Do you notice that whenever you’re getting the blues, you usually crave high-sugar, high-calorie foods like cake and ice cream? It’s an all-too-common occurrence, and then your mood is better and the world is a happy place again.
Beware, though, because this can give you a sugar rush, which in the long term is likely to be helpful for your health. Instead, you should consume natural, raw, wholesome foods that have been proven to help uplift one’s mood and promote overall health.
Here are foods to help you get started on the positivity train:
- Dark chocolate – Chocolate isn’t a certified happiness-inducing food for nothing. It’s rich in mood-increasing compounds, including theobromine, caffeine, and N-acetylanolamine, which is a substance chemically similar to cannabinoids, a mood improver in a number of studies. It’s also chock full of flavonoids, known to increase blood flow to the brain, slash inflammation, and aid brain health. Since most milk chocolate products are filled with sugar and fat, dark chocolate is your best bet for mood enhancement.
- Fatty fish – Omega-3 fatty acids have been linked to lower levels of depression. And why not, when they help the cell membranes of the brain become fluid and contribute to brain development as well as cell signaling? Omega-3s are found in abundance in fatty fish like salmon and tuna – feast on these a few times a week.
- Oats and whole grains – These are fiber-rich foods that can help keep your blood sugar stable, versus when you eat refined sugar and flour products. A stabilized blood sugar level can help regulate brain neurotransmitter secretions. Oats, too, can be enjoyed in several forms, from oatmeal to muesli to granola bars.
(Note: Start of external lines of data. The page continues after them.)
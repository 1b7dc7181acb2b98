//! CLI argument parsing tests.

use std::ffi::OsStr;

use clap::error::ErrorKind;
use clap::{CommandFactory, Parser};
use pivnet::cli::{setup_hint, Cli, Command, ReleaseArgs};
use pivnet::{OutputFormat, PivnetClient, PivnetError, DEFAULT_HOST};

#[test]
fn test_cli_parses_products_subcommand() {
    let cli = Cli::parse_from(["pivnet", "products"]);

    assert_eq!(cli.format, OutputFormat::Table);
    assert!(!cli.verbose);
    assert!(matches!(cli.command, Command::Products));
}

#[test]
fn test_cli_parses_release_with_short_flags() {
    let cli = Cli::parse_from(["pivnet", "release", "-p", "pivotal-cf", "-v", "1.7.2"]);

    match cli.command {
        Command::Release(args) => {
            assert_eq!(
                args,
                ReleaseArgs {
                    product_slug: "pivotal-cf".to_string(),
                    release_version: "1.7.2".to_string(),
                }
            );
        }
        _ => panic!("Expected Release command"),
    }
}

#[test]
fn test_cli_parses_release_with_long_flags() {
    let cli = Cli::parse_from([
        "pivnet",
        "release-dependencies",
        "--product-slug",
        "pivotal-cf",
        "--release-version",
        "1.7.2",
    ]);

    match cli.command {
        Command::ReleaseDependencies(args) => {
            assert_eq!(args.product_slug, "pivotal-cf");
            assert_eq!(args.release_version, "1.7.2");
        }
        _ => panic!("Expected ReleaseDependencies command"),
    }
}

#[test]
fn test_cli_parses_create_release() {
    let cli = Cli::parse_from([
        "pivnet",
        "create-release",
        "-p",
        "my-product",
        "-v",
        "2.0.0",
        "-t",
        "Major Release",
        "-e",
        "pivotal_software_eula",
        "--release-date",
        "2016-06-01",
    ]);

    match cli.command {
        Command::CreateRelease {
            release,
            release_type,
            eula_slug,
            release_date,
            description,
            ..
        } => {
            assert_eq!(release.product_slug, "my-product");
            assert_eq!(release.release_version, "2.0.0");
            assert_eq!(release_type, "Major Release");
            assert_eq!(eula_slug, "pivotal_software_eula");
            assert_eq!(release_date.as_deref(), Some("2016-06-01"));
            assert!(description.is_none());
        }
        _ => panic!("Expected CreateRelease command"),
    }
}

#[test]
fn test_cli_parses_create_release_export_flags() {
    let cli = Cli::parse_from([
        "pivnet",
        "create-release",
        "-p",
        "my-product",
        "-v",
        "2.0.0",
        "-t",
        "Major Release",
        "-e",
        "pivotal_software_eula",
        "--controlled",
        "--eccn",
        "5D002",
        "--license-exception",
        "ENC",
        "--end-of-support-date",
        "2018-01-01",
        "--copy-metadata",
    ]);

    match cli.command {
        Command::CreateRelease {
            controlled,
            eccn,
            license_exception,
            end_of_support_date,
            end_of_guidance_date,
            copy_metadata,
            ..
        } => {
            assert!(controlled);
            assert_eq!(eccn.as_deref(), Some("5D002"));
            assert_eq!(license_exception.as_deref(), Some("ENC"));
            assert_eq!(end_of_support_date.as_deref(), Some("2018-01-01"));
            assert!(end_of_guidance_date.is_none());
            assert!(copy_metadata);
        }
        _ => panic!("Expected CreateRelease command"),
    }
}

#[test]
fn test_cli_parses_add_release_dependency() {
    let cli = Cli::parse_from([
        "pivnet",
        "add-release-dependency",
        "-p",
        "my-product",
        "-v",
        "1.1.0",
        "-s",
        "other-product",
        "-u",
        "2.0.0",
    ]);

    match cli.command {
        Command::AddReleaseDependency {
            release,
            dependent_product_slug,
            dependent_release_version,
        } => {
            assert_eq!(release.product_slug, "my-product");
            assert_eq!(release.release_version, "1.1.0");
            assert_eq!(dependent_product_slug, "other-product");
            assert_eq!(dependent_release_version, "2.0.0");
        }
        _ => panic!("Expected AddReleaseDependency command"),
    }
}

#[test]
fn test_cli_parses_remove_release_upgrade_path() {
    let cli = Cli::parse_from([
        "pivnet",
        "remove-release-upgrade-path",
        "-p",
        "my-product",
        "-v",
        "1.1.0",
        "-u",
        "1.0.0",
    ]);

    match cli.command {
        Command::RemoveReleaseUpgradePath {
            release,
            previous_release_version,
        } => {
            assert_eq!(release.release_version, "1.1.0");
            assert_eq!(previous_release_version, "1.0.0");
        }
        _ => panic!("Expected RemoveReleaseUpgradePath command"),
    }
}

#[test]
fn test_cli_global_flags_after_subcommand() {
    let cli = Cli::parse_from([
        "pivnet",
        "eulas",
        "--format",
        "json",
        "--verbose",
        "--api-token",
        "abc",
        "--endpoint",
        "https://example.com",
    ]);

    assert_eq!(cli.format, OutputFormat::Json);
    assert!(cli.verbose);
    assert_eq!(cli.api_token.as_deref(), Some("abc"));
    assert_eq!(cli.endpoint, "https://example.com");
    assert!(matches!(cli.command, Command::Eulas));
}

#[test]
fn test_cli_yaml_format() {
    let cli = Cli::parse_from(["pivnet", "--format", "yaml", "release-types"]);
    assert_eq!(cli.format, OutputFormat::Yaml);
    assert!(matches!(cli.command, Command::ReleaseTypes));
}

#[test]
fn test_cli_rejects_unknown_format() {
    let result = Cli::try_parse_from(["pivnet", "--format", "xml", "products"]);
    assert!(result.is_err());
}

#[test]
fn test_cli_requires_release_version() {
    let result = Cli::try_parse_from(["pivnet", "release", "-p", "pivotal-cf"]);

    let err = result.unwrap_err();
    assert_eq!(err.kind(), ErrorKind::MissingRequiredArgument);
}

#[test]
fn test_cli_requires_subcommand() {
    let result = Cli::try_parse_from(["pivnet"]);
    assert!(result.is_err());
}

#[test]
fn test_cli_short_v_prints_version_at_top_level() {
    let err = Cli::try_parse_from(["pivnet", "-v"]).unwrap_err();
    assert_eq!(err.kind(), ErrorKind::DisplayVersion);
}

#[test]
fn test_cli_client_config_uses_flags() {
    let cli = Cli::parse_from([
        "pivnet",
        "check-auth",
        "--api-token",
        "secret",
        "--skip-ssl-validation",
    ]);

    let config = cli.client_config().expect("token was given");
    assert_eq!(config.token, "secret");
    assert_eq!(config.host, cli.endpoint);
    assert!(config.skip_ssl_validation);
}

#[test]
fn test_cli_endpoint_defaults_to_public_host() {
    // Read the declared default so a PIVNET_ENDPOINT in the environment
    // cannot mask it.
    let command = Cli::command();
    let endpoint = command
        .get_arguments()
        .find(|arg| arg.get_id() == "endpoint")
        .expect("endpoint argument");

    let defaults: Vec<_> = endpoint
        .get_default_values()
        .iter()
        .map(|v| v.to_str())
        .collect();
    assert_eq!(defaults, vec![Some(DEFAULT_HOST)]);
    assert_eq!(endpoint.get_env(), Some(OsStr::new("PIVNET_ENDPOINT")));
}

#[test]
fn test_setup_hint_only_for_missing_token() {
    let missing = PivnetError::ConfigMissing("no token".to_string());
    assert!(setup_hint(&missing).unwrap().contains("--api-token"));

    let bad_endpoint = Cli::parse_from([
        "pivnet",
        "--api-token",
        "secret",
        "--endpoint",
        "not a url",
        "products",
    ]);
    let err = bad_endpoint
        .client_config()
        .and_then(PivnetClient::new)
        .unwrap_err();
    assert!(matches!(err, PivnetError::UrlError(_)));
    assert!(setup_hint(&err).is_none());
}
- Fermented foods – Kimchi is a staple Korean food commonly seen in K-drama and shows. Like yogurt, kombucha, lassi, and sauerkraut, it undergoes fermentation, which allows live bacteria to thrive in foods that are able to convert sugars into alcohols and acids. This way, probiotics or “good” bacteria are created, supporting health bacterial growth in the gut. The good news is the process may increase serotonin levels and therefore improve your mood.
- High-quality protein – Grass-fed beef and similar high-quality protein sources aren’t just a real treat for the palate. They are also an important building block for a mood-enhancing diet. Research shows that grass-fed beef has plenty of healthy fats like omega-3, which can help combat depression.
- Bananas – Many fruits and vegetables can help improve mood, but we’re singling this one out for its high levels of vitamin B6, which helps synthesize neurotransmitters such as dopamine and serotonin. When there’s better mood control and stable blood sugar levels, you can avoid mood swings and irritability (especially when blood sugar goes too low).
- Nuts and seeds – We’re capping off this list with these sources of plant-based proteins, fiber, and healthy fats. In addition, they also offer tryptophan, an amino acid that produces serotonin. You have a lot of choices around, including almonds, cashews, walnuts, and pumpkin and sunflower seeds You can even sprinkle sesame seeds on dishes to get your fix.
At a time like the coronavirus pandemic, it’s important to take control of your emotional wellness. Start with helping improve your mood with the food you eat – like an instant and affordable mood and brain enhancement program! Add this to the things that you do with your time. Exercise, start a new hobby, meditate, and sleep well to fight the blues.